Iván proclamó por todo su reino que había llegado un señor bien vestido, el cual se comprometía a enseñar a todo el mundo a trabajar con la cabeza. Se ade­lantaba más trabajando, de este modo y todos debían ir a aprender.
En el reino de Iván había una torre muy alta, con una escalera empinada y una plataforma en lo alto. Iván man­dó allí al señor bien vestido, para que todo el mundo pudiera verlo bien.
Una vez arriba, el señor empezó a hablar. Los imbéciles escuchaban, espe­rando que los enseñara cómo se traba­jaba sin mover las manos, únicamente con la cabeza; , pero el viejo diablo no hacía más que explicarles de palabra cómo puede uno arreglárselas para vivir sin trabajar.
Los imbéciles no entendían nada. Es­cucharon durante un rato; y luego cada cual se fué a sus faenas.
El viejo diablo permaneció un día y otro en lo alto de la torre, hablando sin cesar, hasta que sintió hambre. A los imbéciles no se les había ocurrido llevarle pan. Habían pensado que, si trabajaba mucho mejor con la cabeza que con las manos, le sería tan fácil con­seguir pan como jugar a cualquier cosa.
Transcurrió otro día y el viejo diablo seguía perorando en lo alto de la torre. Las gentes se acercaban extrañadas; y, después de mirar un rato se iban.

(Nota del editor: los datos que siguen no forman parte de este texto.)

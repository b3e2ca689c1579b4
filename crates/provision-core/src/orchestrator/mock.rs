//! Scripted in-memory `RemoteApi` for orchestrator tests.

use crate::remote::{
    DatabaseRequest, Identity, RecordParent, RecordRequest, RemoteApi, RemoteError, RemoteId,
    SearchFilter,
};
use async_trait::async_trait;
use std::collections::HashSet;
use std::sync::Mutex;

#[derive(Default)]
struct Calls {
    probes: usize,
    resources: usize,
    records: usize,
    seed_records: usize,
    database_requests: Vec<DatabaseRequest>,
}

/// Succeeds unless told otherwise. Failure positions are 1-based call
/// numbers.
#[derive(Default)]
pub struct ScriptedApi {
    probe_error: Option<RemoteError>,
    failing_resources: HashSet<usize>,
    rate_limited_resources: HashSet<usize>,
    failing_records: HashSet<usize>,
    failing_summary: bool,
    calls: Mutex<Calls>,
}

impl ScriptedApi {
    pub fn new() -> Self {
        Self::default()
    }

    pub fn fail_probe(mut self, error: RemoteError) -> Self {
        self.probe_error = Some(error);
        self
    }

    pub fn fail_resource(mut self, n: usize) -> Self {
        self.failing_resources.insert(n);
        self
    }

    pub fn rate_limit_resource(mut self, n: usize) -> Self {
        self.rate_limited_resources.insert(n);
        self
    }

    /// Fail the `n`th record created inside a database.
    pub fn fail_record(mut self, n: usize) -> Self {
        self.failing_records.insert(n);
        self
    }

    pub fn fail_summary(mut self) -> Self {
        self.failing_summary = true;
        self
    }

    pub fn probe_calls(&self) -> usize {
        self.calls.lock().unwrap().probes
    }

    pub fn resource_calls(&self) -> usize {
        self.calls.lock().unwrap().resources
    }

    pub fn record_calls(&self) -> usize {
        self.calls.lock().unwrap().records
    }

    pub fn database_requests(&self) -> Vec<DatabaseRequest> {
        self.calls.lock().unwrap().database_requests.clone()
    }
}

#[async_trait]
impl RemoteApi for ScriptedApi {
    async fn identity_probe(&self) -> Result<Identity, RemoteError> {
        self.calls.lock().unwrap().probes += 1;
        match &self.probe_error {
            Some(e) => Err(e.clone()),
            None => Ok(Identity {
                id: "bot-1".to_string(),
                name: Some("Provisioner".to_string()),
                workspace: None,
            }),
        }
    }

    async fn create_resource(&self, request: &DatabaseRequest) -> Result<RemoteId, RemoteError> {
        let mut calls = self.calls.lock().unwrap();
        calls.resources += 1;
        let n = calls.resources;
        if self.rate_limited_resources.contains(&n) {
            return Err(RemoteError::RateLimited { retry_after: None });
        }
        if self.failing_resources.contains(&n) {
            return Err(RemoteError::Rejected(format!("cannot create {}", request.title)));
        }
        calls.database_requests.push(request.clone());
        Ok(RemoteId::new(format!("db-{}", calls.database_requests.len())))
    }

    async fn create_record(&self, request: &RecordRequest) -> Result<RemoteId, RemoteError> {
        let mut calls = self.calls.lock().unwrap();
        calls.records += 1;
        match request.parent {
            Some(RecordParent::Database(_)) => {
                calls.seed_records += 1;
                if self.failing_records.contains(&calls.seed_records) {
                    return Err(RemoteError::Internal("record write failed".to_string()));
                }
                Ok(RemoteId::new(format!("page-{}", calls.records)))
            }
            _ if self.failing_summary => Err(RemoteError::Timeout),
            _ => Ok(RemoteId::new(format!("summary-{}", calls.records))),
        }
    }

    async fn search(&self, _filter: &SearchFilter) -> Result<Vec<RemoteId>, RemoteError> {
        Ok(Vec::new())
    }
}
//! Hit-count collector
//!
//! Submits every planned query to every backend for every site, strictly
//! one at a time in backend → site → query order, and fills the raw count
//! tables. Cancellation is checked before each submission.

use crate::backends::{BackendError, HitCountRequest, SearchBackend};
use crate::error::{AnalysisError, AnalysisResult};
use crate::models::{CountKey, CountKind, RawCountSet, RawCounts, SiteRestriction};
use crate::planner::{PlannedQuery, QueryGroup, QueryPlan};
use crate::progress::ProgressSink;
use serde::{Deserialize, Serialize};
use std::future::Future;
use std::time::Duration;

/// Per-query retry budget
#[derive(Debug, Clone, PartialEq, Eq, Serialize, Deserialize)]
#[serde(default)]
pub struct RetryPolicy {
    /// Attempts per query, including the first
    pub max_attempts: u32,
    pub initial_backoff_ms: u64,
    pub max_backoff_ms: u64,
}

impl Default for RetryPolicy {
    fn default() -> Self {
        Self {
            max_attempts: 3,
            initial_backoff_ms: 250,
            max_backoff_ms: 4000,
        }
    }
}

impl RetryPolicy {
    /// Delay before attempt `attempt + 1` (exponential, capped)
    pub fn backoff(&self, attempt: u32) -> Duration {
        let factor = 1u64 << attempt.saturating_sub(1).min(16);
        let ms = self
            .initial_backoff_ms
            .saturating_mul(factor)
            .min(self.max_backoff_ms);
        Duration::from_millis(ms)
    }

    fn attempts(&self) -> u32 {
        self.max_attempts.max(1)
    }

    /// Run `operation` until it succeeds, fails permanently or the attempt
    /// budget is spent. Errors carry the number of attempts made.
    pub async fn run<F, Fut, T>(&self, operation_name: &str, mut operation: F) -> Result<T, (u32, BackendError)>
    where
        F: FnMut() -> Fut,
        Fut: Future<Output = Result<T, BackendError>>,
    {
        let max_attempts = self.attempts();
        let mut attempt = 0;

        loop {
            attempt += 1;

            match operation().await {
                Ok(result) => {
                    if attempt > 1 {
                        tracing::debug!(operation = operation_name, attempt, "Succeeded after retry");
                    }
                    return Ok(result);
                }
                Err(err) if err.is_retryable() && attempt < max_attempts => {
                    let delay = self.backoff(attempt);
                    tracing::warn!(
                        operation = operation_name,
                        attempt,
                        max_attempts,
                        delay_ms = delay.as_millis() as u64,
                        error = %err,
                        "Request failed, retrying"
                    );
                    tokio::time::sleep(delay).await;
                }
                Err(err) => {
                    tracing::error!(
                        operation = operation_name,
                        attempt,
                        error = %err,
                        "Request failed"
                    );
                    return Err((attempt, err));
                }
            }
        }
    }
}

/// Audit entry for one submitted query
#[derive(Debug, Clone, PartialEq, Eq, Serialize)]
pub struct QueryRecord {
    pub kind: CountKind,
    pub backend: String,
    /// `None` for whole-network searches
    pub site: Option<String>,
    pub row: usize,
    pub col: usize,
    pub literal_query: String,
    pub count: u64,
}

/// Raw tables plus the literal-query audit trail
#[derive(Debug, Clone, Default)]
pub struct CollectedCounts {
    pub counts: RawCountSet,
    pub queries: Vec<QueryRecord>,
}

/// Sequential hit-count collector for one run
pub struct HitCountCollector<'a> {
    backends: &'a [Box<dyn SearchBackend>],
    sites: &'a [SiteRestriction],
    retry: &'a RetryPolicy,
    progress: &'a dyn ProgressSink,
}

impl<'a> HitCountCollector<'a> {
    pub fn new(
        backends: &'a [Box<dyn SearchBackend>],
        sites: &'a [SiteRestriction],
        retry: &'a RetryPolicy,
        progress: &'a dyn ProgressSink,
    ) -> Self {
        Self {
            backends,
            sites,
            retry,
            progress,
        }
    }

    /// Collect every count table of `plan`
    pub async fn collect(&self, plan: &QueryPlan) -> AnalysisResult<CollectedCounts> {
        let mut collected = CollectedCounts::default();

        for group in &plan.groups {
            let table = self.collect_group(group, &mut collected.queries).await?;
            *collected.counts.get_mut(group.kind) = Some(table);
        }

        Ok(collected)
    }

    async fn collect_group(
        &self,
        group: &QueryGroup,
        audit: &mut Vec<QueryRecord>,
    ) -> AnalysisResult<RawCounts> {
        let total = group.queries.len() * self.backends.len() * self.sites.len();
        self.progress
            .start_sub_task(total, &format!("Collecting {} hit counts", group.kind));

        tracing::info!(
            kind = %group.kind,
            queries = group.queries.len(),
            backends = self.backends.len(),
            sites = self.sites.len(),
            "Collecting hit counts"
        );

        let mut table = RawCounts::new(self.backends.len(), self.sites.len(), group.rows, group.cols);

        for (backend_index, backend) in self.backends.iter().enumerate() {
            for (site_index, site) in self.sites.iter().enumerate() {
                for query in &group.queries {
                    if self.progress.is_cancelled() {
                        tracing::info!(kind = %group.kind, "Collection cancelled");
                        return Err(AnalysisError::Cancelled);
                    }

                    let count = self
                        .submit(backend.as_ref(), site, group.kind, query, audit)
                        .await?;

                    let key = CountKey {
                        backend: backend_index,
                        site: site_index,
                        row: query.row,
                        col: query.col,
                    };
                    table.set(key, count);
                    if query.mirrored {
                        table.set(
                            CountKey {
                                row: query.col,
                                col: query.row,
                                ..key
                            },
                            count,
                        );
                    }

                    self.progress.advance();
                }
            }
        }

        Ok(table)
    }

    /// One query with retries
    async fn submit(
        &self,
        backend: &dyn SearchBackend,
        site: &SiteRestriction,
        kind: CountKind,
        query: &PlannedQuery,
        audit: &mut Vec<QueryRecord>,
    ) -> AnalysisResult<u64> {
        let request = HitCountRequest {
            terms: &query.terms,
            site: site.domain.as_deref(),
        };
        let operation = format!("{} hit count ({}, {})", kind, backend.name(), site.display_name());

        let hit = self
            .retry
            .run(&operation, || backend.hit_count(&request))
            .await
            .map_err(|(attempts, source)| AnalysisError::Retrieval {
                backend: backend.name().to_string(),
                site: site.display_name().to_string(),
                kind,
                query: query.terms.join(" "),
                attempts,
                source,
            })?;

        tracing::debug!(
            backend = %backend.name(),
            site = %site.display_name(),
            query = %hit.literal_query,
            count = hit.count,
            "Hit count collected"
        );

        audit.push(QueryRecord {
            kind,
            backend: backend.name().to_string(),
            site: site.domain.clone(),
            row: query.row,
            col: query.col,
            literal_query: hit.literal_query,
            count: hit.count,
        });

        Ok(hit.count)
    }
}

#[cfg(test)]
mod tests {
    use super::*;
    use crate::backends::{HitCount, SearchOptions};
    use crate::models::{ScoringFunction, TermSet};
    use crate::planner::plan_queries;
    use crate::progress::LoggingProgress;
    use crate::settings::AnalysisSettings;
    use async_trait::async_trait;
    use std::sync::atomic::{AtomicU32, Ordering};
    use std::sync::Mutex;
    use tokio_util::sync::CancellationToken;

    /// Answers with the number of terms, failing the first `failures` calls
    struct CountingBackend {
        calls: Mutex<Vec<(Option<String>, Vec<String>)>>,
        failures: AtomicU32,
        error: fn() -> BackendError,
    }

    impl CountingBackend {
        fn new(failures: u32, error: fn() -> BackendError) -> Self {
            Self {
                calls: Mutex::new(Vec::new()),
                failures: AtomicU32::new(failures),
                error,
            }
        }
    }

    #[async_trait]
    impl SearchBackend for CountingBackend {
        fn name(&self) -> &str {
            "counting"
        }

        fn configure(&mut self, _options: &SearchOptions) -> Result<(), BackendError> {
            Ok(())
        }

        async fn hit_count(&self, request: &HitCountRequest<'_>) -> Result<HitCount, BackendError> {
            self.calls
                .lock()
                .unwrap()
                .push((request.site.map(str::to_string), request.terms.to_vec()));
            if self.failures.load(Ordering::SeqCst) > 0 {
                self.failures.fetch_sub(1, Ordering::SeqCst);
                return Err((self.error)());
            }
            let count = 10 * self.calls.lock().unwrap().len() as u64;
            Ok(HitCount {
                count,
                literal_query: request.terms.join(" "),
            })
        }
    }

    fn no_backoff() -> RetryPolicy {
        RetryPolicy {
            max_attempts: 3,
            initial_backoff_ms: 0,
            max_backoff_ms: 0,
        }
    }

    fn plan() -> QueryPlan {
        let primary = TermSet::from_lines(vec!["jazz", "blues", "rock"]).unwrap();
        let settings = AnalysisSettings::new(ScoringFunction::Cooc1, primary, None);
        plan_queries(&settings, 1).unwrap()
    }

    #[test]
    fn test_backoff_is_exponential_and_capped() {
        let policy = RetryPolicy::default();
        assert_eq!(policy.backoff(1), Duration::from_millis(250));
        assert_eq!(policy.backoff(2), Duration::from_millis(500));
        assert_eq!(policy.backoff(10), Duration::from_millis(4000));
    }

    #[tokio::test]
    async fn test_collect_mirrors_joint_counts() {
        let backends: Vec<Box<dyn SearchBackend>> =
            vec![Box::new(CountingBackend::new(0, || BackendError::RateLimited))];
        let sites = vec![SiteRestriction::whole_network()];
        let retry = no_backoff();
        let progress = LoggingProgress::new(CancellationToken::new());

        let collected = HitCountCollector::new(&backends, &sites, &retry, &progress)
            .collect(&plan())
            .await
            .unwrap();

        let joint = collected.counts.joint.unwrap();
        let at = |row, col| {
            joint.get(CountKey {
                backend: 0,
                site: 0,
                row,
                col,
            })
        };
        assert_eq!(at(1, 0), 10);
        assert_eq!(at(0, 1), 10);
        assert_eq!(at(2, 1), 30);
        assert_eq!(at(1, 2), 30);
        assert_eq!(at(0, 0), 0);
        assert_eq!(collected.queries.len(), 3);
        assert_eq!(collected.queries[0].literal_query, "blues jazz");
    }

    #[tokio::test]
    async fn test_site_passed_to_backend() {
        let backend = CountingBackend::new(0, || BackendError::RateLimited);
        let backends: Vec<Box<dyn SearchBackend>> = vec![Box::new(backend)];
        let sites = vec![
            SiteRestriction::whole_network(),
            SiteRestriction::new(Some("allmusic.com"), 2.0).unwrap(),
        ];
        let retry = no_backoff();
        let progress = LoggingProgress::new(CancellationToken::new());

        let collected = HitCountCollector::new(&backends, &sites, &retry, &progress)
            .collect(&plan())
            .await
            .unwrap();

        let sites: Vec<Option<String>> = collected.queries.iter().map(|q| q.site.clone()).collect();
        assert!(sites[..3].iter().all(Option::is_none));
        assert_eq!(sites[3], Some("allmusic.com".to_string()));
    }

    #[tokio::test]
    async fn test_transient_failures_are_retried() {
        let backends: Vec<Box<dyn SearchBackend>> =
            vec![Box::new(CountingBackend::new(2, || BackendError::Network("reset".into())))];
        let sites = vec![SiteRestriction::whole_network()];
        let retry = no_backoff();
        let progress = LoggingProgress::new(CancellationToken::new());

        let collected = HitCountCollector::new(&backends, &sites, &retry, &progress)
            .collect(&plan())
            .await
            .unwrap();
        assert_eq!(collected.queries.len(), 3);
    }

    #[tokio::test]
    async fn test_retry_exhaustion_is_retrieval_error() {
        let backends: Vec<Box<dyn SearchBackend>> =
            vec![Box::new(CountingBackend::new(5, || BackendError::Network("reset".into())))];
        let sites = vec![SiteRestriction::whole_network()];
        let retry = no_backoff();
        let progress = LoggingProgress::new(CancellationToken::new());

        let err = HitCountCollector::new(&backends, &sites, &retry, &progress)
            .collect(&plan())
            .await
            .unwrap_err();

        match err {
            AnalysisError::Retrieval {
                backend,
                attempts,
                kind,
                ..
            } => {
                assert_eq!(backend, "counting");
                assert_eq!(attempts, 3);
                assert_eq!(kind, CountKind::Joint);
            }
            other => panic!("unexpected error: {other}"),
        }
    }

    #[tokio::test]
    async fn test_non_retryable_error_fails_immediately() {
        let backend = CountingBackend::new(5, || BackendError::Api(403, "forbidden".into()));
        let backends: Vec<Box<dyn SearchBackend>> = vec![Box::new(backend)];
        let sites = vec![SiteRestriction::whole_network()];
        let retry = no_backoff();
        let progress = LoggingProgress::new(CancellationToken::new());

        let err = HitCountCollector::new(&backends, &sites, &retry, &progress)
            .collect(&plan())
            .await
            .unwrap_err();
        assert!(matches!(err, AnalysisError::Retrieval { attempts: 1, .. }));
    }

    #[tokio::test]
    async fn test_cancelled_before_first_query() {
        let backends: Vec<Box<dyn SearchBackend>> =
            vec![Box::new(CountingBackend::new(0, || BackendError::RateLimited))];
        let sites = vec![SiteRestriction::whole_network()];
        let retry = no_backoff();
        let token = CancellationToken::new();
        token.cancel();
        let progress = LoggingProgress::new(token);

        let err = HitCountCollector::new(&backends, &sites, &retry, &progress)
            .collect(&plan())
            .await
            .unwrap_err();
        assert!(err.is_cancelled());
    }
}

-¿Ha empezado ya a trabajar con la cabeza este señor? -preguntó Iván.
-Aún no -le contestaron. No hace más que charlar.
El viejo diablo pasó otros días más hablando en la torre. Adelgazaba por momentos. Una vez le flaquearon las piernas y se dió un golpe contra el pi­lar. Uno de los imbéciles había obser­vado esto y fué a decírselo a la mujer de Iván. Este se precipitó en busca de su marido, que trabajaba en el campo.
-¡Ven, ven! Me han dicho que el señor bien vestido empieza a trabajar con la cabeza.

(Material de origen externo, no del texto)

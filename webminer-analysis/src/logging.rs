//! Global tracing subscriber setup for the binary

use std::fs::OpenOptions;
use std::sync::Mutex;
use tracing_subscriber::{layer::SubscriberExt, util::SubscriberInitExt, EnvFilter};
use webminer_common::config::LoggingConfig;

/// Filter from `RUST_LOG`, falling back to `level` for this workspace's crates
pub fn env_filter(level: &str) -> EnvFilter {
    EnvFilter::try_from_default_env().unwrap_or_else(|_| {
        EnvFilter::new(format!("webminer={level},webminer_analysis={level},webminer_common={level}"))
    })
}

/// Install the global subscriber (stderr, or the configured file without ANSI colours)
pub fn init(config: &LoggingConfig, level_override: Option<&str>) -> std::io::Result<()> {
    let level = level_override.unwrap_or(&config.level);
    let filter = env_filter(level);

    match &config.file {
        Some(path) => {
            let file = OpenOptions::new().create(true).append(true).open(path)?;
            tracing_subscriber::registry()
                .with(filter)
                .with(
                    tracing_subscriber::fmt::layer()
                        .with_ansi(false)
                        .with_writer(Mutex::new(file)),
                )
                .init();
        }
        None => {
            tracing_subscriber::registry()
                .with(filter)
                .with(tracing_subscriber::fmt::layer().with_writer(std::io::stderr))
                .init();
        }
    }
    Ok(())
}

-¿Es posible? -preguntó Iván, muy sorprendido.
Y se dirigió hacia la torre. El viejo diablo, extenuado, se tambaleaba sobre las piernas y con la cabeza se daba cos­corrones contra el pilar. Al poco rato de la llegada de Iván, vaciló cayendo es­calera abajo. Su frente daba contra los escalones como si los fuera contando con la cabeza.
-¡Oh! -exclamó Iván. Es verdad lo que decía el señor bien vestido. Pue­de ocurrir que la cabeza cruja. Esto es muy distinto a tener las manos callosas. Con ese trabajo se arriesga uno a hacerse chichones.
El viejo diablo cayó de modo que la cabeza quedó clavada en el suelo. Iván iba a acercarse a él, para ver si había realizado mucha tarea, cuando, de pronto, se abrió la tierra y el viejo diablo des­apareció en sus profundidades, quedando tan sólo un agujero.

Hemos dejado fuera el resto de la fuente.